▶ [Exercise brief]: Check every line of the data below for "match". Copy each one that has it.

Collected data
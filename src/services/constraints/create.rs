use actix_web::{HttpRequest, HttpResponse, Result as ActixResult};
use tracing::{error, info};

use super::ConstraintService;
use crate::models::constraints::requests::CreateConstraintRequest;
use crate::models::{ApiResponse, ErrorCode};
use crate::utils::validate::{validate_constraint_url, validate_threshold};

/// 创建约束
/// POST /constraints
pub async fn create_constraint(
    service: &ConstraintService,
    request: &HttpRequest,
    req: CreateConstraintRequest,
) -> ActixResult<HttpResponse> {
    let storage = service.get_storage(request);

    // 参数校验
    if let Err(msg) = validate_constraint_url(&req.url) {
        return Ok(HttpResponse::UnprocessableEntity()
            .json(ApiResponse::error_empty(ErrorCode::ValidationFailed, msg)));
    }
    if let Err(msg) = validate_threshold(req.threshold) {
        return Ok(HttpResponse::UnprocessableEntity()
            .json(ApiResponse::error_empty(ErrorCode::ValidationFailed, msg)));
    }

    match storage.create_constraint(req).await {
        Ok(constraint) => {
            info!("Constraint '{}' created", constraint.url);
            Ok(HttpResponse::Created().json(ApiResponse::success(constraint, "约束创建成功")))
        }
        Err(e) => {
            let msg = format!("约束创建失败: {e}");
            error!("{}", msg);
            if msg.contains("UNIQUE constraint failed") {
                Ok(HttpResponse::Conflict().json(ApiResponse::error_empty(
                    ErrorCode::ValidationFailed,
                    "约束路由键已存在",
                )))
            } else {
                Ok(HttpResponse::InternalServerError()
                    .json(ApiResponse::error_empty(ErrorCode::InternalServerError, msg)))
            }
        }
    }
}
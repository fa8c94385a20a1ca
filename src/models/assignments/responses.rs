use serde::{Deserialize, Serialize};
use ts_rs::TS;

use crate::models::assignments::entities::Assignment;
use crate::models::common::pagination::PaginationInfo;

/// 作业列表响应
#[derive(Debug, Clone, Serialize, Deserialize, TS)]
#[ts(export, export_to = "../frontend/src/types/generated/assignment.ts")]
pub struct AssignmentListResponse {
    pub items: Vec<Assignment>,
    pub pagination: PaginationInfo,
}
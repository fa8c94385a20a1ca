//! 请求参数错误处理器
//!
//! 把 actix 的 JSON / Query 反序列化错误换成统一的响应envelope。

use actix_web::error::{InternalError, JsonPayloadError, QueryPayloadError};
use actix_web::{HttpRequest, HttpResponse};

use crate::models::{ApiResponse, ErrorCode};

pub fn json_error_handler(err: JsonPayloadError, _req: &HttpRequest) -> actix_web::Error {
    let message = format!("Invalid JSON payload: {err}");
    let response = HttpResponse::BadRequest().json(ApiResponse::error_empty(
        ErrorCode::ValidationFailed,
        message,
    ));
    InternalError::from_response(err, response).into()
}

pub fn query_error_handler(err: QueryPayloadError, _req: &HttpRequest) -> actix_web::Error {
    let message = format!("Invalid query parameters: {err}");
    let response = HttpResponse::BadRequest().json(ApiResponse::error_empty(
        ErrorCode::ValidationFailed,
        message,
    ));
    InternalError::from_response(err, response).into()
}
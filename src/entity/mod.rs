//! SeaORM 实体定义
//!
//! 这些实体用于数据库操作，与 models 模块中的业务实体分离。
//! Storage 层使用这些实体进行 CRUD 操作，然后转换为 models 中的业务实体。

pub mod prelude;

pub mod answers;
pub mod artifact_reviews;
pub mod artifacts;
pub mod assignments;
pub mod constraints;
pub mod course_users;
pub mod courses;
pub mod feedback_surveys;
pub mod option_choices;
pub mod progress;
pub mod question_options;
pub mod questions;
pub mod rewards;
pub mod rule_constraints;
pub mod rules;
pub mod survey_sections;
pub mod teams;
pub mod user_rewards;
pub mod users;
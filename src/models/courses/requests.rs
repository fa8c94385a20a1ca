use crate::models::common::pagination::PaginationQuery;
use serde::Deserialize;
use ts_rs::TS;

/// 创建课程请求
#[derive(Debug, Deserialize, TS)]
#[ts(export, export_to = "../frontend/src/types/generated/course.ts")]
pub struct CreateCourseRequest {
    /// 管理员可以为指定教师开课；教师只能给自己开课
    pub instructor_id: Option<i64>,
    pub course_name: String,
    pub description: Option<String>,
    pub visible: Option<bool>,
}

/// 更新课程请求
#[derive(Debug, Deserialize, TS)]
#[ts(export, export_to = "../frontend/src/types/generated/course.ts")]
pub struct UpdateCourseRequest {
    pub course_name: Option<String>,
    pub description: Option<String>,
    pub visible: Option<bool>,
}

/// 课程列表查询参数（HTTP 请求）
#[derive(Debug, Clone, Deserialize, TS)]
#[ts(export, export_to = "../frontend/src/types/generated/course.ts")]
pub struct CourseQueryParams {
    #[serde(flatten)]
    #[ts(flatten)]
    pub pagination: PaginationQuery,
    pub search: Option<String>,
}

// 用于存储层的内部查询参数
#[derive(Debug, Clone)]
pub struct CourseListQuery {
    pub page: Option<i64>,
    pub size: Option<i64>,
    pub instructor_id: Option<i64>,
    pub search: Option<String>,
}
use serde::{Deserialize, Serialize};
use ts_rs::TS;

// 进度更新方式
#[derive(Debug, Clone, Copy, PartialEq, Eq)]
pub enum ProgressMode {
    /// 动作型约束：每次调用计数 +1
    Increment,
    /// 分数型约束：取历史最高，低于当前值的上报不回退
    Max,
}

// 进度实体
//
// 不变量：met == (cur_point >= threshold)，每次变更后都要重算。
#[derive(Debug, Clone, Serialize, Deserialize, TS)]
#[ts(export, export_to = "../frontend/src/types/generated/progress.ts")]
pub struct Progress {
    pub id: i64,
    pub user_id: i64,
    pub constraint_id: i64,
    pub cur_point: f64,
    pub met: bool,
    pub updated_at: chrono::DateTime<chrono::Utc>,
}

impl Progress {
    /// 按更新方式演进 cur_point。
    ///
    /// Max 模式与历史实现保持一致：新值先取整再与当前值比较。
    pub fn apply_update(&mut self, mode: ProgressMode, new_value: f64) {
        match mode {
            ProgressMode::Increment => {
                self.cur_point += 1.0;
            }
            ProgressMode::Max => {
                let candidate = new_value.trunc();
                if candidate > self.cur_point {
                    self.cur_point = candidate;
                }
            }
        }
    }

    /// 依据阈值重算 met（含等于）。
    pub fn refresh_met(&mut self, threshold: i64) {
        self.met = self.cur_point >= threshold as f64;
    }
}

/// 一次进度上报的完整结果：更新后的进度 + 本次触发发放的奖励
#[derive(Debug, Clone)]
pub struct ProgressUpdate {
    pub progress: Progress,
    pub granted: Vec<crate::models::rewards::entities::Reward>,
}

#[cfg(test)]
mod tests {
    use super::*;

    fn progress(cur_point: f64) -> Progress {
        Progress {
            id: 1,
            user_id: 1,
            constraint_id: 1,
            cur_point,
            met: false,
            updated_at: chrono::Utc::now(),
        }
    }

    #[test]
    fn test_increment_adds_one() {
        let mut p = progress(0.0);
        p.apply_update(ProgressMode::Increment, 0.0);
        p.apply_update(ProgressMode::Increment, 0.0);
        assert_eq!(p.cur_point, 2.0);
    }

    #[test]
    fn test_max_mode_is_monotonic() {
        // 先报 50 再报 30，保持 50
        let mut p = progress(0.0);
        p.apply_update(ProgressMode::Max, 50.0);
        assert_eq!(p.cur_point, 50.0);
        p.apply_update(ProgressMode::Max, 30.0);
        assert_eq!(p.cur_point, 50.0);
        p.apply_update(ProgressMode::Max, 80.0);
        assert_eq!(p.cur_point, 80.0);
    }

    #[test]
    fn test_max_mode_truncates_new_value() {
        let mut p = progress(0.0);
        p.apply_update(ProgressMode::Max, 59.9);
        assert_eq!(p.cur_point, 59.0);
    }

    #[test]
    fn test_met_threshold_is_inclusive() {
        let mut p = progress(9.0);
        p.refresh_met(10);
        assert!(!p.met);

        p.apply_update(ProgressMode::Increment, 0.0);
        p.refresh_met(10);
        assert!(p.met);
    }

    #[test]
    fn test_met_invariant_holds_after_every_update() {
        let mut p = progress(0.0);
        let threshold = 3;
        for _ in 0..5 {
            p.apply_update(ProgressMode::Increment, 0.0);
            p.refresh_met(threshold);
            assert_eq!(p.met, p.cur_point >= threshold as f64);
        }
        assert!(p.met);
    }
}
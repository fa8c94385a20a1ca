use serde::{Deserialize, Serialize};
use ts_rs::TS;

// 作业类型
#[derive(Debug, Clone, Serialize, PartialEq, TS)]
#[serde(rename_all = "snake_case")]
#[ts(export, export_to = "../frontend/src/types/generated/assignment.ts")]
pub enum AssignmentType {
    Individual, // 个人作业
    Team,       // 团队作业
}

impl<'de> Deserialize<'de> for AssignmentType {
    fn deserialize<D>(deserializer: D) -> Result<Self, D::Error>
    where
        D: serde::Deserializer<'de>,
    {
        let s = String::deserialize(deserializer)?;
        match s.as_str() {
            "individual" => Ok(AssignmentType::Individual),
            "team" => Ok(AssignmentType::Team),
            _ => Err(serde::de::Error::custom(format!(
                "无效的作业类型: '{s}'. 支持的类型: individual, team"
            ))),
        }
    }
}

impl std::fmt::Display for AssignmentType {
    fn fmt(&self, f: &mut std::fmt::Formatter<'_>) -> std::fmt::Result {
        match self {
            AssignmentType::Individual => write!(f, "individual"),
            AssignmentType::Team => write!(f, "team"),
        }
    }
}

impl std::str::FromStr for AssignmentType {
    type Err = String;

    fn from_str(s: &str) -> Result<Self, Self::Err> {
        match s {
            "individual" => Ok(AssignmentType::Individual),
            "team" => Ok(AssignmentType::Team),
            _ => Err(format!("Invalid assignment type: {s}")),
        }
    }
}

// 作业任务实体
#[derive(Debug, Clone, Serialize, Deserialize, TS)]
#[ts(export, export_to = "../frontend/src/types/generated/assignment.ts")]
pub struct Assignment {
    pub id: i64,
    pub course_id: i64,
    pub title: String,
    pub description: Option<String>,
    pub assignment_type: AssignmentType,
    pub date_due: Option<chrono::DateTime<chrono::Utc>>,
    pub total_score: f64,
    pub weight: f64,
    pub created_at: chrono::DateTime<chrono::Utc>,
    pub updated_at: chrono::DateTime<chrono::Utc>,
}
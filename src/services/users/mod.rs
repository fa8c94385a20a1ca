pub mod create;
pub mod delete;
pub mod get;
pub mod list;
pub mod update;

use actix_web::{HttpRequest, HttpResponse, Result as ActixResult};
use std::sync::Arc;

use crate::models::users::requests::{CreateUserRequest, UpdateUserRequest, UserQueryParams};
use crate::storage::Storage;

pub struct UserService {
    storage: Option<Arc<dyn Storage>>,
}

impl UserService {
    pub fn new_lazy() -> Self {
        Self { storage: None }
    }

    pub(crate) fn get_storage(&self, request: &HttpRequest) -> Arc<dyn Storage> {
        if let Some(storage) = &self.storage {
            storage.clone()
        } else {
            request
                .app_data::<actix_web::web::Data<Arc<dyn Storage>>>()
                .expect("Storage not found in app data")
                .get_ref()
                .clone()
        }
    }

    pub async fn create_user(
        &self,
        request: &HttpRequest,
        req: CreateUserRequest,
    ) -> ActixResult<HttpResponse> {
        create::create_user(self, request, req).await
    }

    pub async fn get_user(&self, request: &HttpRequest, user_id: i64) -> ActixResult<HttpResponse> {
        get::get_user(self, request, user_id).await
    }

    pub async fn list_users(
        &self,
        request: &HttpRequest,
        params: UserQueryParams,
    ) -> ActixResult<HttpResponse> {
        list::list_users(self, request, params).await
    }

    pub async fn update_user(
        &self,
        request: &HttpRequest,
        user_id: i64,
        req: UpdateUserRequest,
    ) -> ActixResult<HttpResponse> {
        update::update_user(self, request, user_id, req).await
    }

    pub async fn delete_user(
        &self,
        request: &HttpRequest,
        user_id: i64,
    ) -> ActixResult<HttpResponse> {
        delete::delete_user(self, request, user_id).await
    }
}
use actix_web::{HttpRequest, HttpResponse, Result as ActixResult};
use tracing::info;

use super::RuleService;
use crate::models::{ApiResponse, ErrorCode};

/// 删除规则
/// DELETE /rules/{rule_id}
pub async fn delete_rule(
    service: &RuleService,
    request: &HttpRequest,
    rule_id: i64,
) -> ActixResult<HttpResponse> {
    let storage = service.get_storage(request);

    match storage.delete_rule(rule_id).await {
        Ok(true) => {
            info!("Rule {} deleted", rule_id);
            Ok(HttpResponse::Ok().json(ApiResponse::success_empty("规则已删除")))
        }
        Ok(false) => Ok(HttpResponse::NotFound().json(ApiResponse::error_empty(
            ErrorCode::RuleNotFound,
            "规则不存在",
        ))),
        Err(e) => Ok(
            HttpResponse::InternalServerError().json(ApiResponse::error_empty(
                ErrorCode::InternalServerError,
                format!("删除规则失败: {e}"),
            )),
        ),
    }
}
//! 奖励实体
//!
//! inventory 为空表示无限库存；rule_id 是旧的规则驱动发放路径，
//! 课程直挂的奖励该列为空。

use sea_orm::entity::prelude::*;

#[derive(Clone, Debug, PartialEq, DeriveEntityModel)]
#[sea_orm(table_name = "rewards")]
pub struct Model {
    #[sea_orm(primary_key)]
    pub id: i64,
    pub course_id: i64,
    pub rule_id: Option<i64>,
    pub name: String,
    #[sea_orm(column_type = "Text", nullable)]
    pub description: Option<String>,
    pub reward_type: String,
    pub exp_points: i64,
    pub inventory: Option<i64>,
    pub quantity: i64,
    pub is_active: bool,
    pub picture: Option<String>,
    pub created_at: i64,
    pub updated_at: i64,
}

#[derive(Copy, Clone, Debug, EnumIter, DeriveRelation)]
pub enum Relation {
    #[sea_orm(
        belongs_to = "super::courses::Entity",
        from = "Column::CourseId",
        to = "super::courses::Column::Id"
    )]
    Course,
    #[sea_orm(
        belongs_to = "super::rules::Entity",
        from = "Column::RuleId",
        to = "super::rules::Column::Id"
    )]
    Rule,
    #[sea_orm(has_many = "super::user_rewards::Entity")]
    UserRewards,
}

impl Related<super::courses::Entity> for Entity {
    fn to() -> RelationDef {
        Relation::Course.def()
    }
}

impl Related<super::rules::Entity> for Entity {
    fn to() -> RelationDef {
        Relation::Rule.def()
    }
}

impl Related<super::user_rewards::Entity> for Entity {
    fn to() -> RelationDef {
        Relation::UserRewards.def()
    }
}

impl ActiveModelBehavior for ActiveModel {}

// 从数据库模型转换为业务模型
impl Model {
    pub fn into_reward(self) -> crate::models::rewards::entities::Reward {
        use crate::models::rewards::entities::{Reward, RewardType};
        use chrono::{DateTime, Utc};

        Reward {
            id: self.id,
            course_id: self.course_id,
            rule_id: self.rule_id,
            name: self.name,
            description: self.description,
            reward_type: self.reward_type.parse().unwrap_or(RewardType::Other),
            exp_points: self.exp_points,
            inventory: self.inventory,
            quantity: self.quantity,
            is_active: self.is_active,
            picture: self.picture,
            created_at: DateTime::<Utc>::from_timestamp(self.created_at, 0).unwrap_or_default(),
            updated_at: DateTime::<Utc>::from_timestamp(self.updated_at, 0).unwrap_or_default(),
        }
    }
}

▶ [Completed task]:
    match storage.create_constraint(req).await {
        match mode {
        match s.as_str() {
        match self {
        match s {
    match storage.delete_rule(rule_id).await {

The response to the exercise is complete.